Great workers aim to set up the work to succeed. How to make this happen? Bearing in mind what you can control, it can be useful to go make clear contracts with the sponsors.

You can meet with the key stakeholders and clarify the real results they want to achieve. 

You can translate these into an agreed picture of success. 

You can clarify the agreed principles – the overall Dos and Don’ts – that it will be important to follow on the way towards achieving the picture of success. 

You can tell the stakeholders how you will proactively keep them informed about the progress being made and also the quick successes you will deliver.  

You can do superb work, provide great service and deliver the agreed picture of success.  

During the 1980s I had the opportunity to do work with The ForeSight Group who took many of these steps when working with companies. They ran some of the world’s first programmes on Intrapreneurship.

Below is an introduction to The ForeSight Group’s approach. You can discover more via the following link.

http://www.foresight.se/legacy/

Looking at the way venture capitalists engage on the open market to support entrepreneurs prompted The ForeSight Group in 1979 to develop programs to support internal entrepreneurs, within large organizations. 

A new concept was born to help speed up the process of innovation and change in large companies, drawing on the energy and drive of internal entrepreneurs – intrapreneurs.

The idea was to create a win-win situation for companies and intrapreneurs.  

The companies would keep their internal entrepreneurial talent for creating new businesses and the intrapreneurs would be able to build on the established brand names and networks of the large company and share in the success at limited risk.

The ForeSight methodology helps companies to speed up the process of bringing new ventures, products and services to market and of implementing internal projects.

The Foresight Group went through the following process to make this happen.

They shared their expertise and worked with companies that were serious about creating intrapreneurs. 

They outlined the intrapreneur approach to interested employees in the company.

They did in-depth interviews with employees who were interested to make sure these individuals had the required entrepreneurial skills.

They educated and enabled these intrapreneurs to implement their ideas and deliver success.

They produced success stories that showed how the intrapreneurial approach could help companies to achieve ongoing success.

You will have your own approach to ensuring that what you offer flourishes. One vital factor, however, is to produces some quick successes. This reassures the key stakeholders, builds momentum and also buys you time.

It is also useful to keep producing success stories. One approach is to make sure that these show your colleagues and customers in a good light, rather than be about you. This approach is moral and also helps to build goodwill.

Different people use different frameworks for sharing success stories and showing what good looks like. Here is one format that people can use.

There are many approaches to doing fine work.

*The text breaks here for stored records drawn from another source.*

//! Reconciliation loop
//!
//! Every tick re-reads both configuration documents and compares their canonical
//! fingerprints with the ones recorded by the last successful tick:
//! - provider document changed: reconcile the process set
//! - either document changed: rebuild and apply the tool registry, which only
//!   exposes tools of providers the provider document still lists
//! - neither changed: nothing happens
//!
//! Ticks run one after another on a single task, so two passes never interleave.

use crate::registry::{AuthorizationRegistry, RegistryUpdate};
use crate::supervisor::{ProcessSupervisor, ReconcileSummary};
use std::future::Future;
use std::sync::Arc;
use std::time::Duration;
use tokio::time::{interval, MissedTickBehavior};
use tracing::{debug, error, info, trace};
use warden_config::{DocumentSource, Fingerprint};
use warden_foundation::WardenResult;

/// Fingerprints of the last successfully reconciled documents
#[derive(Debug, Clone, PartialEq, Eq)]
struct Recorded {
    providers: Fingerprint,
    policy: Fingerprint,
}

/// What a tick did
#[derive(Debug, Clone, PartialEq, Eq)]
pub enum TickOutcome {
    /// Neither document changed
    Unchanged,
    Reconciled {
        /// Present when the provider document changed
        processes: Option<ReconcileSummary>,
        registry: RegistryUpdate,
    },
}

/// Drives the supervisor and the registry from the configuration documents
pub struct Reconciler {
    source: Arc<dyn DocumentSource>,
    supervisor: Arc<ProcessSupervisor>,
    registry: AuthorizationRegistry,
    recorded: Option<Recorded>,
}

impl Reconciler {
    pub fn new(
        source: Arc<dyn DocumentSource>,
        supervisor: Arc<ProcessSupervisor>,
        registry: AuthorizationRegistry,
    ) -> Self {
        Self {
            source,
            supervisor,
            registry,
            recorded: None,
        }
    }

    pub fn registry(&self) -> &AuthorizationRegistry {
        &self.registry
    }

    /// Run one reconciliation pass.
    ///
    /// Fails only when the documents cannot be loaded; fingerprints are then left
    /// as they were so the next tick retries.
    pub async fn tick(&mut self) -> WardenResult<TickOutcome> {
        let documents = self.source.load()?;

        let (providers_changed, policy_changed) = match &self.recorded {
            Some(recorded) => (
                recorded.providers != documents.providers.fingerprint,
                recorded.policy != documents.policy.fingerprint,
            ),
            None => (true, true),
        };

        if !providers_changed && !policy_changed {
            trace!("Configuration unchanged");
            return Ok(TickOutcome::Unchanged);
        }

        info!(
            providers_fingerprint = %documents.providers.fingerprint.short(),
            policy_fingerprint = %documents.policy.fingerprint.short(),
            providers_changed,
            policy_changed,
            "Configuration changed, reconciling"
        );

        let processes = if providers_changed {
            let summary = self
                .supervisor
                .reconcile(&documents.providers.content.mcp_servers)
                .await;
            info!(
                started = ?summary.started,
                stopped = ?summary.stopped,
                failed = ?summary.failed,
                "Provider processes reconciled"
            );
            Some(summary)
        } else {
            None
        };

        let registry = self
            .registry
            .sync(&documents.providers.content, &documents.policy.content)
            .await;

        self.recorded = Some(Recorded {
            providers: documents.providers.fingerprint,
            policy: documents.policy.fingerprint,
        });
        Ok(TickOutcome::Reconciled {
            processes,
            registry,
        })
    }

    /// Tick immediately, then every `period` until `shutdown` resolves.
    ///
    /// A tick that overruns the period delays the next one instead of overlapping
    /// it. Tick failures are logged and never end the loop.
    pub async fn run<F>(mut self, period: Duration, shutdown: F)
    where
        F: Future<Output = ()>,
    {
        let mut ticker = interval(period);
        ticker.set_missed_tick_behavior(MissedTickBehavior::Delay);
        tokio::pin!(shutdown);

        loop {
            tokio::select! {
                _ = &mut shutdown => {
                    debug!("Reconciliation loop shutting down");
                    break;
                }
                _ = ticker.tick() => {
                    if let Err(e) = self.tick().await {
                        error!(error = %e, "Reconciliation tick failed, retrying on next tick");
                    }
                }
            }
        }
    }
}

#[cfg(test)]
mod tests {
    use super::*;
    use crate::channel::ChannelOptions;
    use crate::registry::MockToolSink;
    use crate::supervisor::SupervisorOptions;
    use pretty_assertions::assert_eq;
    use std::sync::Mutex;
    use tempfile::TempDir;
    use warden_config::{
        AuthorizationPolicy, ConfigDocuments, LoadedDocument, ProviderDocument, ProviderPolicy,
        ProviderSpec,
    };
    use warden_foundation::WardenError;

    /// Documents held in memory; `None` simulates a missing file
    #[derive(Default)]
    struct MemorySource {
        documents: Mutex<Option<(ProviderDocument, AuthorizationPolicy)>>,
    }

    impl MemorySource {
        fn set(&self, providers: ProviderDocument, policy: AuthorizationPolicy) {
            *self.documents.lock().unwrap() = Some((providers, policy));
        }

        fn clear(&self) {
            *self.documents.lock().unwrap() = None;
        }
    }

    impl DocumentSource for MemorySource {
        fn load(&self) -> WardenResult<ConfigDocuments> {
            let guard = self.documents.lock().unwrap();
            let (providers, policy) = guard
                .clone()
                .ok_or_else(|| WardenError::config_missing("config.json"))?;
            Ok(ConfigDocuments {
                providers: LoadedDocument {
                    fingerprint: Fingerprint::of(&providers)?,
                    content: providers,
                },
                policy: LoadedDocument {
                    fingerprint: Fingerprint::of(&policy)?,
                    content: policy,
                },
            })
        }
    }

    fn policy(tools: &[&str]) -> AuthorizationPolicy {
        let mut policy = AuthorizationPolicy::default();
        policy.authorized_mcp_servers.insert(
            "alpha".into(),
            ProviderPolicy {
                authorized_tools: tools.iter().map(|t| t.to_string()).collect(),
            },
        );
        policy
    }

    /// Configures `alpha` with a command that cannot be launched
    fn providers() -> ProviderDocument {
        let mut providers = ProviderDocument::default();
        providers.mcp_servers.insert(
            "alpha".into(),
            ProviderSpec::new("warden-nonexistent-provider", vec![]),
        );
        providers
    }

    fn reconciler(tmp: &TempDir, source: Arc<MemorySource>, sink: MockToolSink) -> Reconciler {
        let supervisor = Arc::new(ProcessSupervisor::new(SupervisorOptions {
            config_root: tmp.path().to_path_buf(),
            log_dir: tmp.path().join("logs"),
            channel: ChannelOptions::default(),
            handshake_timeout: Duration::from_millis(200),
            mirror_stdout: false,
        }));
        let registry = AuthorizationRegistry::new(supervisor.clone(), Arc::new(sink));
        Reconciler::new(source, supervisor, registry)
    }

    #[tokio::test]
    async fn test_first_tick_is_forced_and_second_is_noop() {
        let tmp = TempDir::new().unwrap();
        let source = Arc::new(MemorySource::default());
        source.set(providers(), policy(&["sum"]));

        let mut sink = MockToolSink::new();
        sink.expect_add_tools().times(1).return_const(());
        sink.expect_replace_interface().never();

        let mut reconciler = reconciler(&tmp, source, sink);
        let first = reconciler.tick().await.unwrap();
        assert_eq!(
            first,
            TickOutcome::Reconciled {
                processes: Some(ReconcileSummary {
                    failed: vec!["alpha".into()],
                    ..ReconcileSummary::default()
                }),
                registry: RegistryUpdate::Incremental {
                    added: vec!["alpha__sum".into()]
                },
            }
        );
        assert_eq!(reconciler.tick().await.unwrap(), TickOutcome::Unchanged);
    }

    #[tokio::test]
    async fn test_policy_only_change_skips_process_reconcile() {
        let tmp = TempDir::new().unwrap();
        let source = Arc::new(MemorySource::default());
        source.set(providers(), policy(&["sum", "sub"]));

        let mut sink = MockToolSink::new();
        sink.expect_add_tools().times(1).return_const(());
        sink.expect_replace_interface().times(1).return_const(());

        let mut reconciler = reconciler(&tmp, source.clone(), sink);
        reconciler.tick().await.unwrap();

        source.set(providers(), policy(&["sum"]));
        let outcome = reconciler.tick().await.unwrap();
        assert_eq!(
            outcome,
            TickOutcome::Reconciled {
                processes: None,
                registry: RegistryUpdate::FullReplacement {
                    removed: vec!["alpha__sub".into()],
                    total: 1
                },
            }
        );
        assert_eq!(reconciler.registry().exposed().len(), 1);
    }

    #[tokio::test]
    async fn test_failed_tick_keeps_recorded_fingerprints() {
        let tmp = TempDir::new().unwrap();
        let source = Arc::new(MemorySource::default());
        source.set(providers(), policy(&["sum"]));

        let mut sink = MockToolSink::new();
        sink.expect_add_tools().times(1).return_const(());
        sink.expect_replace_interface().never();

        let mut reconciler = reconciler(&tmp, source.clone(), sink);
        reconciler.tick().await.unwrap();

        source.clear();
        let err = reconciler.tick().await.unwrap_err();
        assert!(matches!(err, WardenError::ConfigMissing { .. }));

        source.set(providers(), policy(&["sum"]));
        assert_eq!(reconciler.tick().await.unwrap(), TickOutcome::Unchanged);
    }

    #[tokio::test]
    async fn test_run_stops_on_shutdown() {
        let tmp = TempDir::new().unwrap();
        let source = Arc::new(MemorySource::default());
        source.set(ProviderDocument::default(), AuthorizationPolicy::default());

        let mut sink = MockToolSink::new();
        sink.expect_add_tools().never();
        sink.expect_replace_interface().never();

        let (stop_tx, stop_rx) = tokio::sync::oneshot::channel::<()>();
        let handle = tokio::spawn(reconciler(&tmp, source, sink).run(
            Duration::from_millis(10),
            async move {
                let _ = stop_rx.await;
            },
        ));

        tokio::time::sleep(Duration::from_millis(50)).await;
        stop_tx.send(()).unwrap();
        tokio::time::timeout(Duration::from_secs(5), handle)
            .await
            .expect("loop should stop")
            .unwrap();
    }
}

One approach is to clarify what you offer and find fertile ground. It is then to clarify the sponsor’s goals, perform superb work and deliver the agreed picture of success. Taking these steps will help to enable what you offer to flourish.

If you wish, try tackling the final exercise on this theme. This invites you to do the following things.

Describe the fertile ground in which the things you offer people may be able to flourish.  

Describe the specific things you can do to enable the things you offer to flourish in this fertile ground.

Describe the specific benefits of enabling what you offer to flourish in this fertile ground.